§ Recorded information

impl HttpChatGateway {
    pub fn new(
        base_url: impl Into<String>,
        token: impl Into<String>,
        guild_id: impl Into<String>,
    ) -> Self {
        Self {
            http: Client::new(),
            base_url: base_url.into(),
            token: token.into(),
            guild_id: guild_id.into(),
        }
    }

    async fn guild_channels(&self) -> Result<Vec<ApiChannel>, ChatError> {
        let response = self
            .http
            .get(format!(
                "{}/guilds/{}/channels",
                self.base_url, self.guild_id
            ))
            .header("Authorization", format!("Bot {}", self.token))
            .send()
            .await
            .map_err(transport_error)?;
        let response = check_status(response).await?;
        response.json().await.map_err(transport_error)
    }

    async fn create_guild_channel(
        &self,
        name: &str,
        kind: u8,
        parent_id: Option<&str>,
    ) -> Result<ApiChannel, ChatError> {
        let response = self
            .http
            .post(format!(
                "{}/guilds/{}/channels",
                self.base_url, self.guild_id
            ))
            .header("Authorization", format!("Bot {}", self.token))
            .json(&CreateChannelRequest {
                name,
                kind,
                parent_id,
            })
            .send()
            .await
            .map_err(transport_error)?;
        let response = check_status(response).await?;
        response.json().await.map_err(transport_error)
    }

    async fn edit_channel(
        &self,
        channel: &ChannelRef,
        edit: EditChannelRequest<'_>,
    ) -> Result<(), ChatError> {
        let response = self
            .http
            .patch(format!("{}/channels/{}", self.base_url, channel.0))
            .header("Authorization", format!("Bot {}", self.token))
            .json(&edit)
            .send()
            .await
            .map_err(transport_error)?;
        check_status(response).await?;
        Ok(())
    }
}

fn transport_error(err: reqwest::Error) -> ChatError {
    ChatError::Unavailable(err.to_string())
}

/// Maps HTTP failures onto the error taxonomy: 429/5xx are transient, a 400
/// complaining about channel capacity is terminal, everything else is a
/// plain rejection.
async fn check_status(response: reqwest::Response) -> Result<reqwest::Response, ChatError> {
    let status = response.status();
    if status.is_success() {
        return Ok(response);
    }
    let body = response.text().await.unwrap_or_default();
    if status.as_u16() == 429 || status.is_server_error() {
        return Err(ChatError::Unavailable(format!("{status}: {body}")));
    }
    if body.to_ascii_lowercase().contains("maximum number of") {
        return Err(ChatError::ChannelLimitExceeded);
    }
    Err(ChatError::Rejected(format!("{status}: {body}")))
}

§ Exercise directions
Copy exactly the lines running from the one that contains "async fn check_status(response: reqwest::Response)" to the end of the material, both ends included.

§ Task output
async fn check_status(response: reqwest::Response) -> Result<reqwest::Response, ChatError> {
    let status = response.status();
    if status.is_success() {
        return Ok(response);
    }
    let body = response.text().await.unwrap_or_default();
    if status.as_u16() == 429 || status.is_server_error() {
        return Err(ChatError::Unavailable(format!("{status}: {body}")));
    }
    if body.to_ascii_lowercase().contains("maximum number of") {
        return Err(ChatError::ChannelLimitExceeded);
    }
    Err(ChatError::Rejected(format!("{status}: {body}")))
}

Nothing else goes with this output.